START STORED DATA

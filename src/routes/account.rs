use actix_web::{web, HttpResponse, Responder};
use chrono::Utc;
use mongodb::bson::doc;
use serde::{Deserialize, Serialize};
use serde_json::json;

use crate::config::AppConfig;
use crate::db::{mongo::Store, repository::parse_id};
use crate::middleware::auth::{generate_token, Claims};
use crate::models::user::{Credentials, StaffRole, StaffUser, UserSession};

const USERS: &str = "Staff";
const MIN_PASSWORD_LENGTH: usize = 8;

#[derive(Debug, Serialize, Deserialize)]
pub struct TokenResponse {
    auth_token: String,
}

fn token_response(config: &AppConfig, email: &str, user_id: &str, role: StaffRole) -> HttpResponse {
    match generate_token(&config.jwt_secret, email, user_id, role) {
        Ok(token) => HttpResponse::Ok().json(TokenResponse { auth_token: token }),
        Err(err) => {
            log::error!("Token generation failed: {:?}", err);
            HttpResponse::InternalServerError().body("Token generation failed")
        }
    }
}

pub async fn signup(
    config: web::Data<AppConfig>,
    store: web::Data<Store>,
    input: web::Json<Credentials>,
) -> impl Responder {
    let input = input.into_inner();
    let email = input.email.trim().to_lowercase();

    if email.is_empty() || !email.contains('@') {
        return HttpResponse::BadRequest().json(json!({ "error": "A valid email is required" }));
    }
    if input.password.len() < MIN_PASSWORD_LENGTH {
        return HttpResponse::BadRequest().json(json!({
            "error": format!("Password must be at least {} characters", MIN_PASSWORD_LENGTH)
        }));
    }

    let collection = store.collection::<StaffUser>(USERS);

    match collection.find_one(doc! { "email": &email }).await {
        Ok(Some(_)) => return HttpResponse::Conflict().body("Account already exists"),
        Ok(None) => {}
        Err(err) => {
            log::error!("Failed to look up user: {:?}", err);
            return HttpResponse::InternalServerError().body("Failed to create account.");
        }
    }

    let password = match bcrypt::hash(&input.password, bcrypt::DEFAULT_COST) {
        Ok(hash) => hash,
        Err(err) => {
            log::error!("Password hashing failed: {:?}", err);
            return HttpResponse::InternalServerError().body("Failed to create account.");
        }
    };

    let now = Utc::now();
    let user = StaffUser {
        id: None,
        email: email.clone(),
        password,
        first_name: input.first_name,
        last_name: input.last_name,
        role: StaffRole::Agent,
        last_signin: None,
        failed_signins: Some(0),
        created_at: Some(now),
        updated_at: Some(now),
    };

    match collection.insert_one(&user).await {
        Ok(result) => match result.inserted_id.as_object_id() {
            Some(user_id) => token_response(&config, &email, &user_id.to_hex(), user.role),
            None => HttpResponse::InternalServerError().body("Failed to create account."),
        },
        Err(err) => {
            log::error!("Failed to insert user: {:?}", err);
            HttpResponse::InternalServerError().body("Failed to create account.")
        }
    }
}

pub async fn signin(
    config: web::Data<AppConfig>,
    store: web::Data<Store>,
    input: web::Json<Credentials>,
) -> impl Responder {
    let input = input.into_inner();
    let email = input.email.trim().to_lowercase();
    let collection = store.collection::<StaffUser>(USERS);

    let user = match collection.find_one(doc! { "email": &email }).await {
        Ok(Some(user)) => user,
        Ok(None) => return HttpResponse::Unauthorized().body("Invalid credentials"),
        Err(err) => {
            log::error!("Database error: {:?}", err);
            return HttpResponse::InternalServerError().body("Failed to process signin");
        }
    };

    if !bcrypt::verify(&input.password, &user.password).unwrap_or(false) {
        let failed_signins = user.failed_signins.unwrap_or(0) + 1;
        let update = doc! { "$set": { "failed_signins": failed_signins } };

        return match collection.update_one(doc! { "email": &email }, update).await {
            Ok(_) => HttpResponse::Unauthorized().body("Invalid credentials"),
            Err(err) => {
                log::error!("Failed to update failed signins: {:?}", err);
                HttpResponse::InternalServerError().body("Failed to process signin")
            }
        };
    }

    let update = doc! {
        "$set": {
            "last_signin": Utc::now().to_rfc3339(),
            "failed_signins": 0
        }
    };

    if let Err(err) = collection.update_one(doc! { "email": &email }, update).await {
        log::error!("Failed to record signin: {:?}", err);
        return HttpResponse::InternalServerError().body("Failed to sign in.");
    }

    match user.id {
        Some(user_id) => token_response(&config, &email, &user_id.to_hex(), user.role),
        None => HttpResponse::InternalServerError().body("Unable to read user id."),
    }
}

pub async fn user_session(claims: web::ReqData<Claims>, store: web::Data<Store>) -> impl Responder {
    let user_id = match parse_id(&claims.user_id) {
        Ok(id) => id,
        Err(_) => return HttpResponse::BadRequest().body("Invalid user ID"),
    };

    let collection = store.collection::<StaffUser>(USERS);
    match collection.find_one(doc! { "_id": user_id }).await {
        Ok(Some(user)) => HttpResponse::Ok().json(UserSession {
            id: user.id.unwrap_or(user_id),
            email: user.email,
            first_name: user.first_name.unwrap_or_default(),
            last_name: user.last_name.unwrap_or_default(),
            role: user.role,
            created_at: user.created_at.unwrap_or_default(),
        }),
        Ok(None) => HttpResponse::NotFound().body("User not found"),
        Err(err) => {
            log::error!("Failed to fetch user: {:?}", err);
            HttpResponse::InternalServerError().body("Failed to fetch user")
        }
    }
}
use mongodb::{
    options::{ClientOptions, ServerApi, ServerApiVersion},
    Client, Database,
};
use std::sync::Arc;
use std::time::Duration;

pub async fn create_mongo_client(uri: &str) -> Result<Arc<Client>, mongodb::error::Error> {
    log::info!("Connecting to MongoDB");

    let mut client_options = ClientOptions::parse(uri).await?;

    client_options.app_name = Some("quote-desk".to_string());
    client_options.connect_timeout = Some(Duration::from_secs(10));
    client_options.server_selection_timeout = Some(Duration::from_secs(10));
    client_options.max_pool_size = Some(10);
    client_options.min_pool_size = Some(1);

    let server_api = ServerApi::builder().version(ServerApiVersion::V1).build();
    client_options.server_api = Some(server_api);

    let client = Client::with_options(client_options)?;

    // A failed ping is not fatal: the server may come up after we do.
    match client
        .database("admin")
        .run_command(mongodb::bson::doc! {"ping": 1})
        .await
    {
        Ok(_) => log::info!("Connected to MongoDB and verified with ping"),
        Err(e) => log::warn!("Connected to MongoDB but ping failed: {}", e),
    }

    Ok(Arc::new(client))
}

/// Handle shared with every request handler.
#[derive(Clone)]
pub struct Store {
    pub client: Arc<Client>,
    pub database: String,
}

impl Store {
    pub fn new(client: Arc<Client>, database: impl Into<String>) -> Self {
        Self {
            client,
            database: database.into(),
        }
    }

    pub fn db(&self) -> Database {
        self.client.database(&self.database)
    }

    pub fn collection<T: Send + Sync>(&self, name: &str) -> mongodb::Collection<T> {
        self.db().collection(name)
    }
}
use actix_web::{
    dev::{forward_ready, Service, ServiceRequest, ServiceResponse, Transform},
    error::{ErrorInternalServerError, ErrorUnauthorized},
    web, Error, HttpMessage,
};
use chrono::{Duration, Utc};
use futures::future::{ready, LocalBoxFuture, Ready};
use jsonwebtoken::{decode, encode, Algorithm, DecodingKey, EncodingKey, Header, Validation};
use serde::{Deserialize, Serialize};

use crate::config::AppConfig;
use crate::models::user::StaffRole;

#[derive(Debug, Serialize, Deserialize, Clone)]
pub struct Claims {
    pub sub: String,     // subject (email)
    pub exp: usize,      // expiration time
    pub iat: usize,      // issued at
    pub user_id: String,
    pub role: StaffRole,
}

pub fn generate_token(
    secret: &str,
    email: &str,
    user_id: &str,
    role: StaffRole,
) -> Result<String, jsonwebtoken::errors::Error> {
    let now = Utc::now();

    let claims = Claims {
        sub: email.to_string(),
        iat: now.timestamp() as usize,
        exp: (now + Duration::hours(24)).timestamp() as usize,
        user_id: user_id.to_string(),
        role,
    };

    let header = Header::new(Algorithm::HS256);
    encode(&header, &claims, &EncodingKey::from_secret(secret.as_bytes()))
}

pub fn decode_token(secret: &str, token: &str) -> Result<Claims, jsonwebtoken::errors::Error> {
    let mut validation = Validation::new(Algorithm::HS256);
    validation.validate_exp = true;
    validation.set_required_spec_claims(&["exp", "iat", "sub"]);

    decode::<Claims>(token, &DecodingKey::from_secret(secret.as_bytes()), &validation)
        .map(|data| data.claims)
}

pub struct AuthMiddleware;

impl<S, B> Transform<S, ServiceRequest> for AuthMiddleware
where
    S: Service<ServiceRequest, Response = ServiceResponse<B>, Error = Error>,
    S::Future: 'static,
    B: 'static,
{
    type Response = ServiceResponse<B>;
    type Error = Error;
    type Transform = AuthMiddlewareService<S>;
    type InitError = ();
    type Future = Ready<Result<Self::Transform, Self::InitError>>;

    fn new_transform(&self, service: S) -> Self::Future {
        ready(Ok(AuthMiddlewareService { service }))
    }
}

pub struct AuthMiddlewareService<S> {
    service: S,
}

impl<S, B> Service<ServiceRequest> for AuthMiddlewareService<S>
where
    S: Service<ServiceRequest, Response = ServiceResponse<B>, Error = Error>,
    S::Future: 'static,
    B: 'static,
{
    type Response = ServiceResponse<B>;
    type Error = Error;
    type Future = LocalBoxFuture<'static, Result<Self::Response, Self::Error>>;

    forward_ready!(service);

    fn call(&self, req: ServiceRequest) -> Self::Future {
        let secret = match req.app_data::<web::Data<AppConfig>>() {
            Some(config) => config.jwt_secret.clone(),
            None => {
                log::error!("AppConfig missing from app data");
                return Box::pin(ready(Err(ErrorInternalServerError("Server misconfigured"))));
            }
        };

        let token = req
            .headers()
            .get("Authorization")
            .and_then(|header| header.to_str().ok())
            .and_then(|value| value.strip_prefix("Bearer "))
            .map(str::to_string);

        match token {
            Some(token) => match decode_token(&secret, &token) {
                Ok(claims) => {
                    req.extensions_mut().insert(claims);
                    Box::pin(self.service.call(req))
                }
                Err(err) => {
                    log::debug!("Rejected token: {:?}", err);
                    Box::pin(ready(Err(ErrorUnauthorized("Invalid token"))))
                }
            },
            None => Box::pin(ready(Err(ErrorUnauthorized("No authorization header")))),
        }
    }
}
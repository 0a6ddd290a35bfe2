use actix_web::{web, HttpResponse, Responder};
use mongodb::bson::doc;
use serde::Serialize;
use std::collections::HashMap;
use std::env;

use crate::db::mongo::Store;

#[derive(Serialize)]
struct HealthStatus {
    status: String,
    services: HashMap<String, ServiceStatus>,
    environment: String,
    version: String,
}

#[derive(Serialize, Clone)]
struct ServiceStatus {
    status: String,
    details: Option<String>,
}

pub async fn health_check(store: web::Data<Store>) -> impl Responder {
    let mongo_result = check_mongodb(&store).await;

    let mut health = HealthStatus {
        status: "ok".to_string(),
        services: HashMap::new(),
        environment: env::var("RUST_ENV").unwrap_or("development".to_string()),
        version: env!("CARGO_PKG_VERSION").to_string(),
    };

    // Quotes can still be calculated without the database
    if mongo_result.status != "ok" {
        health.status = "degraded".to_string();
    }
    health.services.insert("mongodb".to_string(), mongo_result);

    HttpResponse::Ok().json(health)
}

async fn check_mongodb(store: &Store) -> ServiceStatus {
    match store.db().run_command(doc! {"ping": 1}).await {
        Ok(_) => ServiceStatus {
            status: "ok".to_string(),
            details: None,
        },
        Err(e) => ServiceStatus {
            status: "error".to_string(),
            details: Some(format!("MongoDB ping failed: {}", e)),
        },
    }
}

END STORED DATA

__TASK GOAL__: In the material above, locate the line containing "pub struct AuthMiddleware;" and the line containing "fn call(&self, req: ServiceRequest)". Transcribe exactly those two lines and every line between them, and nothing more.

__RESPONSE__:
pub struct AuthMiddleware;

impl<S, B> Transform<S, ServiceRequest> for AuthMiddleware
where
    S: Service<ServiceRequest, Response = ServiceResponse<B>, Error = Error>,
    S::Future: 'static,
    B: 'static,
{
    type Response = ServiceResponse<B>;
    type Error = Error;
    type Transform = AuthMiddlewareService<S>;
    type InitError = ();
    type Future = Ready<Result<Self::Transform, Self::InitError>>;

    fn new_transform(&self, service: S) -> Self::Future {
        ready(Ok(AuthMiddlewareService { service }))
    }
}

pub struct AuthMiddlewareService<S> {
    service: S,
}

impl<S, B> Service<ServiceRequest> for AuthMiddlewareService<S>
where
    S: Service<ServiceRequest, Response = ServiceResponse<B>, Error = Error>,
    S::Future: 'static,
    B: 'static,
{
    type Response = ServiceResponse<B>;
    type Error = Error;
    type Future = LocalBoxFuture<'static, Result<Self::Response, Self::Error>>;

    forward_ready!(service);

    fn call(&self, req: ServiceRequest) -> Self::Future {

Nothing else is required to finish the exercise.